**Task description:**
If a line in the data below holds the word "PartialEq", copy it.

**Task input:**
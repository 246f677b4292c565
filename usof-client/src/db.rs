use std::{collections::HashMap, sync::Arc};

use crate::{
    api::{CommentId, CommentStatus, PostId, ReactionType},
    order, reaction, Comment,
};

// Guard for walks up the parent chain; reply trees are never this deep.
const MAX_REPLY_DEPTH: usize = 64;

/// Where a comment currently lives in the normalized store: either in a
/// post's top-level list or in exactly one parent's reply bucket.
#[derive(Clone, Copy, Debug, Eq, PartialEq)]
pub enum Slot {
    Top(PostId),
    Reply(CommentId),
}

/// Pagination window over one parent comment's direct replies.
///
/// `page` and `limit` echo the most recent successful fetch; "load more"
/// requests `page + 1`.
#[derive(Clone, Debug, Eq, PartialEq)]
pub struct ReplyBucket {
    pub items: Vec<Arc<Comment>>,
    pub total: u32,
    pub page: u32,
    pub limit: u32,
    pub loading: bool,
    pub error: Option<String>,
}

impl Default for ReplyBucket {
    fn default() -> ReplyBucket {
        ReplyBucket {
            items: Vec::new(),
            total: 0,
            page: 1,
            limit: 20,
            loading: false,
            error: None,
        }
    }
}

/// The normalized comment store.
///
/// Every comment id appears in at most one place (a top-level list XOR one
/// reply bucket); `slots` is the index enforcing that, and every mutation
/// resolves its target through it at apply-time.
#[derive(Clone, Debug, Default, Eq, PartialEq)]
pub struct CommentDb {
    top_level: HashMap<PostId, Vec<Arc<Comment>>>,
    replies: HashMap<CommentId, ReplyBucket>,
    slots: HashMap<CommentId, Slot>,
    my_reactions: HashMap<CommentId, ReactionType>,
}

impl CommentDb {
    pub fn new() -> CommentDb {
        CommentDb::default()
    }

    pub fn top_level(&self, post: PostId) -> Option<&[Arc<Comment>]> {
        self.top_level.get(&post).map(|list| list.as_slice())
    }

    pub fn bucket(&self, parent: CommentId) -> Option<&ReplyBucket> {
        self.replies.get(&parent)
    }

    pub fn slot_of(&self, id: CommentId) -> Option<Slot> {
        self.slots.get(&id).copied()
    }

    pub fn contains(&self, id: CommentId) -> bool {
        self.slots.contains_key(&id)
    }

    pub fn my_reaction(&self, id: CommentId) -> Option<ReactionType> {
        self.my_reactions.get(&id).copied()
    }

    pub fn comment(&self, id: CommentId) -> Option<&Arc<Comment>> {
        match *self.slots.get(&id)? {
            Slot::Top(post) => self.top_level.get(&post)?.iter().find(|c| c.id == id),
            Slot::Reply(parent) => self.replies.get(&parent)?.items.iter().find(|c| c.id == id),
        }
    }

    /// Post owning `id`, resolved by walking the slot index up to a
    /// top-level comment.
    pub fn post_of(&self, id: CommentId) -> Option<PostId> {
        let mut cur = id;
        for _ in 0..MAX_REPLY_DEPTH {
            match *self.slots.get(&cur)? {
                Slot::Top(post) => return Some(post),
                Slot::Reply(parent) => cur = parent,
            }
        }
        None
    }

    /// Replaces a post's top-level list and sorts it pinned-first, then by
    /// timestamp, then by id. Reply buckets of dropped comments persist.
    pub fn set_top_level(&mut self, post: PostId, comments: Vec<Comment>) {
        if let Some(old) = self.top_level.remove(&post) {
            for c in &old {
                if self.slots.get(&c.id) == Some(&Slot::Top(post)) {
                    self.slots.remove(&c.id);
                }
            }
        }
        let mut list = Vec::with_capacity(comments.len());
        for c in comments {
            self.evict(c.id);
            self.slots.insert(c.id, Slot::Top(post));
            list.push(Arc::new(c));
        }
        order::sort_top_level(&mut list);
        self.top_level.insert(post, list);
    }

    /// Prepends a freshly created top-level comment (newest first).
    pub fn insert_top(&mut self, post: PostId, comment: Comment) {
        self.evict(comment.id);
        self.slots.insert(comment.id, Slot::Top(post));
        self.top_level
            .entry(post)
            .or_insert_with(Vec::new)
            .insert(0, Arc::new(comment));
    }

    /// Appends a freshly created reply (oldest first within a thread),
    /// creating the bucket if needed, and bumps the parent's reply count.
    pub fn insert_reply(&mut self, parent: CommentId, comment: Comment) {
        self.evict(comment.id);
        self.slots.insert(comment.id, Slot::Reply(parent));
        let bucket = self.replies.entry(parent).or_default();
        bucket.items.push(Arc::new(comment));
        bucket.total += 1;
        if let Some(p) = self.comment_arc_mut(parent) {
            let p = Arc::make_mut(p);
            p.reply_count += 1;
        }
    }

    pub fn begin_reply_fetch(&mut self, parent: CommentId) {
        let bucket = self.replies.entry(parent).or_default();
        bucket.loading = true;
        bucket.error = None;
    }

    /// Lands one fetched page of replies. Page 1 replaces the window, later
    /// pages append; the server-reported `total` overwrites the parent's
    /// reply count wholesale.
    pub fn finish_reply_fetch(
        &mut self,
        parent: CommentId,
        items: Vec<Comment>,
        total: u32,
        page: u32,
        limit: u32,
    ) {
        if page <= 1 {
            let old = match self.replies.get_mut(&parent) {
                Some(bucket) => std::mem::take(&mut bucket.items),
                None => Vec::new(),
            };
            for c in old {
                if self.slots.get(&c.id) == Some(&Slot::Reply(parent)) {
                    self.slots.remove(&c.id);
                }
            }
        }
        let mut arcs = Vec::with_capacity(items.len());
        for c in items {
            self.evict(c.id);
            self.slots.insert(c.id, Slot::Reply(parent));
            arcs.push(Arc::new(c));
        }
        let bucket = self.replies.entry(parent).or_default();
        bucket.items.extend(arcs);
        bucket.total = total;
        bucket.page = page;
        bucket.limit = limit;
        bucket.loading = false;
        bucket.error = None;
        if let Some(p) = self.comment_arc_mut(parent) {
            Arc::make_mut(p).reply_count = total;
        }
    }

    pub fn fail_reply_fetch(&mut self, parent: CommentId, error: String) {
        let bucket = self.replies.entry(parent).or_default();
        bucket.loading = false;
        bucket.error = Some(error);
    }

    /// Removes a comment wherever it lives, with reply-count bookkeeping.
    /// Returns false (and changes nothing) if the id was never stored.
    pub fn remove(&mut self, id: CommentId) -> bool {
        let Some(slot) = self.slots.remove(&id) else {
            return false;
        };
        match slot {
            Slot::Top(post) => {
                if let Some(list) = self.top_level.get_mut(&post) {
                    list.retain(|c| c.id != id);
                }
            }
            Slot::Reply(parent) => {
                if let Some(bucket) = self.replies.get_mut(&parent) {
                    bucket.items.retain(|c| c.id != id);
                    bucket.total = bucket.total.saturating_sub(1);
                }
                if let Some(p) = self.comment_arc_mut(parent) {
                    let p = Arc::make_mut(p);
                    p.reply_count = p.reply_count.saturating_sub(1);
                }
            }
        }
        self.my_reactions.remove(&id);
        true
    }

    /// Records the current user's reaction and applies the counter delta to
    /// the comment, if it is present anywhere in the store.
    pub fn apply_reaction(&mut self, id: CommentId, next: Option<ReactionType>) {
        let prev = self.my_reactions.get(&id).copied();
        if let Some(c) = self.comment_arc_mut(id) {
            let c = Arc::make_mut(c);
            reaction::apply(&mut c.likes_count, &mut c.dislikes_count, prev, next);
        }
        self.record_my_reaction(id, next);
    }

    /// Remembers what the current user's reaction is without touching any
    /// counter (used when harvesting reaction lists during enrichment).
    pub fn record_my_reaction(&mut self, id: CommentId, mine: Option<ReactionType>) {
        match mine {
            Some(kind) => {
                self.my_reactions.insert(id, kind);
            }
            None => {
                self.my_reactions.remove(&id);
            }
        }
    }

    pub fn patch_status(&mut self, id: CommentId, status: CommentStatus) -> bool {
        match self.comment_arc_mut(id) {
            Some(c) => {
                Arc::make_mut(c).status = status;
                true
            }
            None => false,
        }
    }

    /// Patches the pin flag and re-sorts the post's top-level list.
    pub fn set_locked(&mut self, post: PostId, id: CommentId, locked: bool) -> bool {
        let found = match self.comment_arc_mut(id) {
            Some(c) => {
                Arc::make_mut(c).locked = locked;
                true
            }
            None => false,
        };
        if let Some(list) = self.top_level.get_mut(&post) {
            order::sort_top_level(list);
        }
        found
    }

    /// Drops a post's top-level list plus every reply bucket rooted under
    /// it, keeping the slot index consistent.
    pub fn clear_post(&mut self, post: PostId) {
        let Some(top) = self.top_level.remove(&post) else {
            return;
        };
        let mut stack: Vec<CommentId> = top.iter().map(|c| c.id).collect();
        while let Some(id) = stack.pop() {
            self.slots.remove(&id);
            self.my_reactions.remove(&id);
            if let Some(bucket) = self.replies.remove(&id) {
                stack.extend(bucket.items.iter().map(|c| c.id));
            }
        }
    }

    fn comment_arc_mut(&mut self, id: CommentId) -> Option<&mut Arc<Comment>> {
        let slot = *self.slots.get(&id)?;
        match slot {
            Slot::Top(post) => self
                .top_level
                .get_mut(&post)?
                .iter_mut()
                .find(|c| c.id == id),
            Slot::Reply(parent) => self
                .replies
                .get_mut(&parent)?
                .items
                .iter_mut()
                .find(|c| c.id == id),
        }
    }

    /// Drops a stale occurrence of `id` before re-inserting it elsewhere.
    /// No counter bookkeeping: this is a re-placement, not a deletion.
    fn evict(&mut self, id: CommentId) {
        let Some(slot) = self.slots.remove(&id) else {
            return;
        };
        match slot {
            Slot::Top(post) => {
                if let Some(list) = self.top_level.get_mut(&post) {
                    list.retain(|c| c.id != id);
                }
            }
            Slot::Reply(parent) => {
                if let Some(bucket) = self.replies.get_mut(&parent) {
                    bucket.items.retain(|c| c.id != id);
                }
            }
        }
    }
}
use uuid::Uuid;

use crate::STUB_UUID;

#[derive(
    Clone, Copy, Debug, Eq, Hash, Ord, PartialEq, PartialOrd, serde::Deserialize, serde::Serialize,
)]
pub struct PostId(pub Uuid);

impl PostId {
    pub fn stub() -> PostId {
        PostId(STUB_UUID)
    }
}
use std::sync::Arc;

use crate::Comment;

/// Pinned comments first, then oldest first, comment id as a tie-break.
///
/// Stable, so comments the comparator considers equal keep their server
/// order.
pub fn sort_top_level(comments: &mut [Arc<Comment>]) {
    comments.sort_by_key(|c| (!c.locked, c.created_at, c.id));
}

#[cfg(test)]
mod tests {
    use super::*;
    use crate::api::{CommentId, CommentStatus, Uuid};
    use chrono::TimeZone;

    fn comment(t: i64, locked: bool) -> Arc<Comment> {
        Arc::new(Comment {
            id: CommentId(Uuid::new_v4()),
            post_id: None,
            parent_id: None,
            author: None,
            content: String::new(),
            created_at: chrono::Utc.timestamp_opt(t, 0).unwrap(),
            likes_count: 0,
            dislikes_count: 0,
            reply_count: 0,
            status: CommentStatus::Active,
            locked,
        })
    }

    #[test]
    fn pinned_sorts_first() {
        let a = comment(1, false);
        let b = comment(2, true);
        let c = comment(3, false);
        let mut list = vec![a.clone(), b.clone(), c.clone()];
        sort_top_level(&mut list);
        assert_eq!(
            list.iter().map(|c| c.id).collect::<Vec<_>>(),
            vec![b.id, a.id, c.id],
        );
    }

    #[test]
    fn equal_timestamps_tie_break_on_id() {
        let mut list = vec![comment(5, false), comment(5, false), comment(5, false)];
        sort_top_level(&mut list);
        let mut ids = list.iter().map(|c| c.id).collect::<Vec<_>>();
        assert!(ids.windows(2).all(|w| w[0] <= w[1]));
        ids.dedup();
        assert_eq!(ids.len(), 3);
    }
}
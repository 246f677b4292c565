use async_trait::async_trait;

use crate::{
    Comment, CommentId, CommentStatus, Error, NewComment, Page, PostId, Reaction, ReactionType,
    User, UserId,
};

/// The REST surface the comment store depends on.
///
/// Implemented over HTTP by `usof-client::RestGateway` and in memory by
/// `usof-mock-server::MockServer`. List results are already normalized to a
/// [`Page`] here, so the array-vs-envelope variability of the backend never
/// leaks past the gateway.
#[async_trait]
pub trait CommentGateway {
    /// Lists all top-level comments of a post, in server order.
    async fn list_comments(&mut self, post: PostId) -> Result<Page<Comment>, Error>;

    /// Lists one page of direct replies under `parent`. `page` is 1-based.
    async fn list_replies(
        &mut self,
        post: PostId,
        parent: CommentId,
        page: u32,
        limit: u32,
    ) -> Result<Page<Comment>, Error>;

    async fn list_reactions(&mut self, comment: CommentId) -> Result<Vec<Reaction>, Error>;

    async fn create_comment(&mut self, post: PostId, new: NewComment) -> Result<Comment, Error>;

    async fn delete_comment(&mut self, comment: CommentId) -> Result<CommentId, Error>;

    async fn set_reaction(&mut self, comment: CommentId, kind: ReactionType) -> Result<(), Error>;

    async fn clear_reaction(&mut self, comment: CommentId) -> Result<(), Error>;

    async fn set_status(
        &mut self,
        comment: CommentId,
        status: CommentStatus,
    ) -> Result<Comment, Error>;

    /// Pins a top-level comment so it sorts first under its post.
    async fn pin_comment(&mut self, post: PostId, comment: CommentId) -> Result<Comment, Error>;

    async fn unpin_comment(&mut self, post: PostId, comment: CommentId) -> Result<Comment, Error>;

    /// Fetches a user snapshot, used to backfill missing comment authors.
    async fn get_user(&mut self, user: UserId) -> Result<User, Error>;
}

**Task solution:**
#[derive(Clone, Copy, Debug, Eq, PartialEq)]
#[derive(Clone, Debug, Eq, PartialEq)]
#[derive(Clone, Debug, Default, Eq, PartialEq)]
    Clone, Copy, Debug, Eq, Hash, Ord, PartialEq, PartialOrd, serde::Deserialize, serde::Serialize,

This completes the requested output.